== PROBLEM DETAILS ==
Each line from the one containing "HttpOnly; SameSite=Lax; Path=/;" through the final line below must be reproduced exactly, and no others.

Excerpts from a dataset:
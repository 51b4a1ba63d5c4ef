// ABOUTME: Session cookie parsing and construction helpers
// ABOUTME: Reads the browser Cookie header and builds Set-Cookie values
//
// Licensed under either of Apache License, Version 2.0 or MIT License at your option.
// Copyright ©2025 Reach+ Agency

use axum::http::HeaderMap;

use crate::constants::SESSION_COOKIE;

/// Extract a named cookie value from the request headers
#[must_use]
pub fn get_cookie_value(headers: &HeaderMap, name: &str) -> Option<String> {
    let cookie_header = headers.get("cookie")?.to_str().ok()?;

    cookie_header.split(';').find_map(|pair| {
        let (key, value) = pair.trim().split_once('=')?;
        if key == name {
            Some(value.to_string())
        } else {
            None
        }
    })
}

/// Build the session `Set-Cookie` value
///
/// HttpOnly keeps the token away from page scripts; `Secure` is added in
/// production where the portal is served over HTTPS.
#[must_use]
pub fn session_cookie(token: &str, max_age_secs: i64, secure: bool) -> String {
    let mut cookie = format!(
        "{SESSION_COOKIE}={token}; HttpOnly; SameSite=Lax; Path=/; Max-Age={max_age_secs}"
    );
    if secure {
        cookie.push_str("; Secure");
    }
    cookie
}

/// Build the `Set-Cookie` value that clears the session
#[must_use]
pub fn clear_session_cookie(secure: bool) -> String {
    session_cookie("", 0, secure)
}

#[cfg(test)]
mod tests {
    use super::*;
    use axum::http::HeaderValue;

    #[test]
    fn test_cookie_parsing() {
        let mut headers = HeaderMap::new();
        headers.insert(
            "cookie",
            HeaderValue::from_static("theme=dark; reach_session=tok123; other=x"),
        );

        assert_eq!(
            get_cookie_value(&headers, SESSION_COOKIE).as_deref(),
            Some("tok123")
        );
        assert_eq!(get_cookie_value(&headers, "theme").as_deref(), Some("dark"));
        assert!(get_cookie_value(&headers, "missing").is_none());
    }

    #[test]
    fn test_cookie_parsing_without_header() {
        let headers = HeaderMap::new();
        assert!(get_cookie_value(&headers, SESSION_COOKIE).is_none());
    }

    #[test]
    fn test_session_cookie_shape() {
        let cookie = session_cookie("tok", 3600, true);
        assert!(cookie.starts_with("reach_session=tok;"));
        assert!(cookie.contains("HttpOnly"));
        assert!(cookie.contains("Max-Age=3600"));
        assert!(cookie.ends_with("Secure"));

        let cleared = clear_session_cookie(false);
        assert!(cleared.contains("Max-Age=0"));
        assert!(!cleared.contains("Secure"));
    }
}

== SOLVED EXERCISE ==
        "{SESSION_COOKIE}={token}; HttpOnly; SameSite=Lax; Path=/; Max-Age={max_age_secs}"
    );
    if secure {
        cookie.push_str("; Secure");
    }
    cookie
}

/// Build the `Set-Cookie` value that clears the session
#[must_use]
pub fn clear_session_cookie(secure: bool) -> String {
    session_cookie("", 0, secure)
}

#[cfg(test)]
mod tests {
    use super::*;
    use axum::http::HeaderValue;

    #[test]
    fn test_cookie_parsing() {
        let mut headers = HeaderMap::new();
        headers.insert(
            "cookie",
            HeaderValue::from_static("theme=dark; reach_session=tok123; other=x"),
        );

        assert_eq!(
            get_cookie_value(&headers, SESSION_COOKIE).as_deref(),
            Some("tok123")
        );
        assert_eq!(get_cookie_value(&headers, "theme").as_deref(), Some("dark"));
        assert!(get_cookie_value(&headers, "missing").is_none());
    }

    #[test]
    fn test_cookie_parsing_without_header() {
        let headers = HeaderMap::new();
        assert!(get_cookie_value(&headers, SESSION_COOKIE).is_none());
    }

    #[test]
    fn test_session_cookie_shape() {
        let cookie = session_cookie("tok", 3600, true);
        assert!(cookie.starts_with("reach_session=tok;"));
        assert!(cookie.contains("HttpOnly"));
        assert!(cookie.contains("Max-Age=3600"));
        assert!(cookie.ends_with("Secure"));

        let cleared = clear_session_cookie(false);
        assert!(cleared.contains("Max-Age=0"));
        assert!(!cleared.contains("Secure"));
    }
}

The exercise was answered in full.